┌─ Available data

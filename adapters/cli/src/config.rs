//! Optional `planner.toml` configuration.

use std::{
    fs,
    path::{Path, PathBuf},
};

use anyhow::{Context, Result};
use dental_planner_core::Rgb;
use serde::Deserialize;

/// File looked up in the working directory when no path is given.
pub(crate) const DEFAULT_CONFIG_FILE: &str = "planner.toml";

/// Settings read from `planner.toml`.
#[derive(Clone, Debug, Default, PartialEq, Eq, Deserialize)]
#[serde(default, deny_unknown_fields)]
pub(crate) struct PlannerConfig {
    /// Where workspaces are stored.
    pub(crate) store: StoreConfig,
    /// Colors applied to designs created from scratch.
    pub(crate) colors: ColorConfig,
}

/// `[store]` table.
#[derive(Clone, Debug, PartialEq, Eq, Deserialize)]
#[serde(default, deny_unknown_fields)]
pub(crate) struct StoreConfig {
    /// Directory holding one JSON document per owner.
    pub(crate) directory: PathBuf,
    /// Owner whose workspace is edited.
    pub(crate) owner: String,
}

impl Default for StoreConfig {
    fn default() -> Self {
        Self {
            directory: PathBuf::from("designs"),
            owner: "default".to_owned(),
        }
    }
}

/// `[colors]` table.
#[derive(Clone, Debug, Default, PartialEq, Eq, Deserialize)]
#[serde(default, deny_unknown_fields)]
pub(crate) struct ColorConfig {
    /// Background color.
    pub(crate) world: Option<Rgb>,
    /// Floor color.
    pub(crate) floor: Option<Rgb>,
}

impl PlannerConfig {
    /// Reads the configuration.
    ///
    /// An explicit path must exist. Without one, `planner.toml` in the working
    /// directory is used when present and defaults apply otherwise.
    pub(crate) fn load(path: Option<&Path>) -> Result<Self> {
        let path = match path {
            Some(path) => path,
            None if Path::new(DEFAULT_CONFIG_FILE).is_file() => Path::new(DEFAULT_CONFIG_FILE),
            None => return Ok(Self::default()),
        };
        let contents = fs::read_to_string(path)
            .with_context(|| format!("failed to read configuration at {}", path.display()))?;
        Self::parse(&contents)
            .with_context(|| format!("failed to parse configuration at {}", path.display()))
    }

    fn parse(contents: &str) -> Result<Self> {
        toml::from_str(contents).context("invalid planner configuration")
    }
}
impl Scene {
    /// Builds descriptors for every occupied tile and every wall of `grid`.
    ///
    /// Returns an error when the grid has no cells.
    pub fn from_grid(
        grid: &Grid,
        world_color: Rgb,
        floor_color: Rgb,
    ) -> std::result::Result<Self, RenderingError> {
        if grid.size() == 0 {
            return Err(RenderingError::EmptyGrid);
        }

        let size = grid.size();
        let tiles = grid
            .tiles()
            .filter(|tile| tile.is_occupied())
            .map(|tile| scene_tile(tile, size, RenderMode::Solid))
            .collect();
        let walls = grid
            .tiles()
            .flat_map(|tile| {
                tile.placed_walls
                    .iter()
                    .enumerate()
                    .map(move |(slot, wall)| SceneWall {
                        cell: tile.cell(),
                        wall_index: WallIndex::new(slot as u32),
                        kind: wall.kind,
                        edge: wall.rotation.edge(),
                        position: edge_midpoint(tile.cell(), wall.rotation.edge(), size),
                        yaw: wall.rotation.radians(),
                        color: wall
                            .custom_color
                            .map_or_else(|| default_structure_color(wall.kind), Color::from),
                        mode: RenderMode::Solid,
                    })
            })
            .collect();

        Ok(Self {
            grid_size: size,
            world_color: world_color.into(),
            floor_color: floor_color.into(),
            tiles,
            walls,
            ghosts: Vec::new(),
            highlight: None,
        })
    }

    /// Adds ghost tiles previewing `room_type` over `region`.
    ///
    /// Large rooms receive offsets relative to the region's origin so the
    /// ghost shows the same furniture the committed room would.
    pub fn push_ghost(
        &mut self,
        room_type: RoomType,
        rotation: Rotation,
        region: CellRect,
        valid: bool,
    ) {
        let mode = RenderMode::preview(valid);
        let origin = region.origin();
        for cell in region.cells() {
            let mut tile = TileRecord::empty(cell);
            tile.room_type = room_type;
            tile.rotation = rotation;
            if room_type.is_large_room() {
                tile.set_variant(Some(VariantOffset::new(
                    cell.column() - origin.column(),
                    cell.row() - origin.row(),
                )));
            }
            self.ghosts.push(scene_tile(&tile, self.grid_size, mode));
        }
    }

    /// Adds ghost tiles copying the room under `from` onto `region`.
    pub fn push_move_ghost(&mut self, grid: &Grid, from: CellCoord, region: CellRect, valid: bool) {
        if let Some(tile) = grid.tile(from).filter(|tile| tile.is_occupied()) {
            self.push_ghost(tile.room_type, tile.rotation, region, valid);
        }
    }

    /// Cell under a world-space point on the floor plane.
    #[must_use]
    pub fn cell_at(&self, point: Vec3) -> Option<CellCoord> {
        world_to_grid(point.to_array(), self.grid_size)
    }

    /// Cell and wall under a world-space point.
    ///
    /// Points close to an edge carrying a wall pick that wall; every other
    /// point inside the grid picks the cell.
    #[must_use]
    pub fn pick(&self, grid: &Grid, point: Vec3) -> Option<(CellCoord, SubTarget)> {
        let cell = self.cell_at(point)?;
        let tile = grid.tile(cell)?;
        let center = Vec3::from_array(grid_to_world(cell, self.grid_size));
        let local = point - center;
        let half = CELL_SIZE / 2.0;
        let reach = half * WALL_PICK_TOLERANCE;

        let closest = Rotation::ALL
            .into_iter()
            .filter_map(|rotation| {
                let distance = match rotation.edge() {
                    Edge::North => local.z + half,
                    Edge::East => half - local.x,
                    Edge::South => half - local.z,
                    Edge::West => local.x + half,
                };
                (distance <= reach).then_some((distance, rotation))
            })
            .filter_map(|(distance, rotation)| {
                tile.wall_on(rotation).map(|(index, _)| (distance, index))
            })
            .min_by(|left, right| left.0.total_cmp(&right.0));

        Some(match closest {
            Some((_, index)) => (cell, SubTarget::Wall(index)),
            None => (cell, SubTarget::None),
        })
    }
}

fn scene_tile(tile: &TileRecord, grid_size: u32, mode: RenderMode) -> SceneTile {
    let variant = tile.variant();
    let logical = variant.map(|offset| effective_variant(offset, tile.rotation));
    let base = tile
        .custom_color
        .map_or_else(|| default_room_color(tile.room_type), Color::from);
    SceneTile {
        cell: tile.cell(),
        position: Vec3::from_array(grid_to_world(tile.cell(), grid_size)),
        room_type: tile.room_type,
        yaw: tile.rotation.radians(),
        variant,
        furniture: furniture_for(tile.room_type, logical),
        color: mode.apply(base),
        label: tile.label.clone(),
        mode,
    }
}

fn edge_midpoint(cell: CellCoord, edge: Edge, grid_size: u32) -> Vec3 {
    let center = Vec3::from_array(grid_to_world(cell, grid_size));
    let half = CELL_SIZE / 2.0;
    center
        + match edge {
            Edge::North => Vec3::new(0.0, 0.0, -half),
            Edge::East => Vec3::new(half, 0.0, 0.0),
            Edge::South => Vec3::new(0.0, 0.0, half),
            Edge::West => Vec3::new(-half, 0.0, 0.0),
        }
}

/// Furnishing color used when a room carries no override.
#[must_use]
pub const fn default_room_color(room_type: RoomType) -> Color {
    match room_type {
        RoomType::Empty => Color::from_rgb_u8(0xd9, 0xd4, 0xc7),
        RoomType::WaitingRoom => Color::from_rgb_u8(0x8f, 0xb9, 0xd8),
        RoomType::OperatorySuite => Color::from_rgb_u8(0x6c, 0xc4, 0xb4),
        RoomType::ImagingSuite => Color::from_rgb_u8(0xa9, 0x9b, 0xd1),
        RoomType::Reception => Color::from_rgb_u8(0xe3, 0xb5, 0x6b),
        RoomType::Sterilization => Color::from_rgb_u8(0xc7, 0xd6, 0xdd),
        RoomType::Restroom => Color::from_rgb_u8(0xb8, 0xd8, 0xe8),
        RoomType::Office => Color::from_rgb_u8(0xa6, 0x7c, 0x52),
        RoomType::Storage => Color::from_rgb_u8(0x9a, 0x9a, 0x8e),
        RoomType::Lab => Color::from_rgb_u8(0xd6, 0xe2, 0xa8),
        RoomType::StraightWall | RoomType::Door | RoomType::Window => {
            Color::from_rgb_u8(0xf4, 0xf1, 0xea)
        }
    }
}

/// Segment color used when a wall carries no override.
#[must_use]
pub const fn default_structure_color(kind: StructureKind) -> Color {
    match kind {
        StructureKind::StraightWall => Color::from_rgb_u8(0xf4, 0xf1, 0xea),
        StructureKind::Door => Color::from_rgb_u8(0x8b, 0x5e, 0x3c),
        StructureKind::Window => Color::from_rgb_u8(0xa8, 0xd4, 0xf0),
    }
}

/// Input snapshot gathered by adapters before updating the scene.
#[derive(Clone, Debug, PartialEq, Default)]
pub struct FrameInput {
    /// Pointer position projected onto the floor plane.
    pub pointer_world_space: Option<Vec3>,
}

└─

- **Task goal**: Where a line of the material holds the word "RenderingError", copy that line.

- **The completed task**:
    ) -> std::result::Result<Self, RenderingError> {
            return Err(RenderingError::EmptyGrid);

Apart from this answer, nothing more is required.